◆ TASK ◆
From the entries, copy each line that includes "copied".

◆ DATA SHOWN ◆

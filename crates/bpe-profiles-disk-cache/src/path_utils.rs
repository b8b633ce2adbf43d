//! # Path Utilities

use std::path::{Path, PathBuf};

/// Extend a path with a context and filename.
///
/// * Does not check that the path exists.
/// * Does not initialize the containing directories.
pub fn extend_path<P, S, F>(
    path: P,
    context: &[S],
    filename: F,
) -> PathBuf
where
    P: AsRef<Path>,
    S: AsRef<Path>,
    F: AsRef<Path>,
{
    let mut path = path.as_ref().to_path_buf();
    path.extend(context.iter().map(|s| s.as_ref()));
    path.push(filename.as_ref());
    path
}

/// Derive a cache context from a URL.
///
/// The scheme is dropped, and the host plus every directory component
/// of the URL path become context directories; the final component is left
/// to the downloader as the file name.
///
/// ```rust
/// use bpe_profiles_disk_cache::path_utils::url_context;
///
/// assert_eq!(
///     url_context("https://example.com/encodings/r50k_base.tiktoken"),
///     vec!["example.com".to_string(), "encodings".to_string()],
/// );
/// ```
pub fn url_context(url: &str) -> Vec<String> {
    let rest = match url.split_once("://") {
        Some((_, rest)) => rest,
        None => url,
    };
    let rest = rest.split(['?', '#']).next().unwrap_or_default();

    let mut parts: Vec<String> = rest
        .split('/')
        .filter(|p| !p.is_empty() && *p != "." && *p != "..")
        .map(|p| p.replace(':', "_"))
        .collect();
    parts.pop();
    parts
}
//! # Rank Table IO
//!
//! Two interchangeable encodings of a [`MergeRanks`](crate::types::MergeRanks) table:
//! * [`rank_snapshot`] - the compact binary form bundled with applications.
//! * [`tiktoken_io`] - the published `*.tiktoken` text form.
//!
//! Both must yield identical tables for the same data.

pub mod rank_snapshot;
pub mod tiktoken_io;

#[doc(inline)]
pub use rank_snapshot::*;
#[doc(inline)]
pub use tiktoken_io::*;
// Collaborator contracts: items, patches, and the world map.
//
// The sampler never owns world state. It asks a `WorldMap` for the patches
// around a cell, reads their items, and then mutates exactly one or two of
// those patches through `patch_mut`. The neighborhood borrow ends before any
// mutation starts, which is what lets the borrow checker prove that an
// update reads a consistent snapshot and writes only afterwards.
//
// See also: `sampler.rs` for the consumer of these traits, and the
// `item_field_world` crate for the concrete `PatchMap`.

use crate::energy::EnergyModel;
use crate::error::NeighborhoodError;
use crate::types::{ItemType, Position};
use smallvec::SmallVec;

/// A placed item token.
pub trait FieldItem {
    fn item_type(&self) -> ItemType;

    /// World position of the cell the item occupies.
    fn location(&self) -> Position;

    /// Construct a fresh item. Any metadata beyond type and location must
    /// start zeroed.
    fn new_at(item_type: ItemType, location: Position) -> Self;
}

/// A square block of cells holding the items located inside it.
///
/// Items form an unordered bag: `remove_item` may move other items to new
/// indices, so indices are only valid until the next removal.
pub trait Patch {
    type Item: FieldItem;

    fn items(&self) -> &[Self::Item];

    /// Remove the item at `index`. Order of the remaining items is unspecified.
    fn remove_item(&mut self, index: usize);

    fn add_item(&mut self, item: Self::Item);
}

/// The patches that can hold items interacting with one world position.
#[derive(Debug)]
pub struct Neighborhood<'a, P> {
    /// Up to four patches, parallel to `positions`.
    pub patches: SmallVec<[&'a P; 4]>,
    /// Patch positions of `patches`.
    pub positions: SmallVec<[Position; 4]>,
    /// Index into `patches` of the patch that owns the queried position.
    pub patch_index: usize,
}

impl<'a, P> Neighborhood<'a, P> {
    pub fn new() -> Self {
        Self {
            patches: SmallVec::new(),
            positions: SmallVec::new(),
            patch_index: 0,
        }
    }

    /// Append a patch. Returns its index within the neighborhood.
    pub fn push(&mut self, position: Position, patch: &'a P) -> usize {
        self.patches.push(patch);
        self.positions.push(position);
        self.patches.len() - 1
    }

    pub fn len(&self) -> usize {
        self.patches.len()
    }

    pub fn is_empty(&self) -> bool {
        self.patches.is_empty()
    }

    /// Patch position of the owning patch, or `None` if `patch_index` does
    /// not name one of the collected patches.
    pub fn owner_position(&self) -> Option<Position> {
        self.positions.get(self.patch_index).copied()
    }

    pub fn iter(&self) -> impl Iterator<Item = (Position, &'a P)> + '_ {
        self.positions
            .iter()
            .copied()
            .zip(self.patches.iter().copied())
    }
}

impl<P> Default for Neighborhood<'_, P> {
    fn default() -> Self {
        Self::new()
    }
}

/// The spatial index the sampler runs against.
pub trait WorldMap {
    type Patch: Patch;
    type Energy: EnergyModel;

    /// Patches whose extents can contain items interacting with
    /// `world_position`, including the one that owns it.
    ///
    /// Must be deterministic for a fixed map state, and must set
    /// `patch_index` to the owning patch.
    fn get_neighborhood(
        &self,
        world_position: Position,
    ) -> Result<Neighborhood<'_, Self::Patch>, NeighborhoodError>;

    fn patch_mut(&mut self, patch_position: Position) -> Option<&mut Self::Patch>;

    fn energy(&self) -> &Self::Energy;

    fn intensity(&self, world_position: Position, item_type: ItemType) -> f32 {
        self.energy().intensity(world_position, item_type)
    }

    fn interaction(
        &self,
        position: Position,
        other: Position,
        item_type: ItemType,
        other_type: ItemType,
    ) -> f32 {
        self.energy()
            .interaction(position, other, item_type, other_type)
    }
}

◆ WORKED SOLUTION ◆
        self.positions.get(self.patch_index).copied()
            .copied()
            .zip(self.patches.iter().copied())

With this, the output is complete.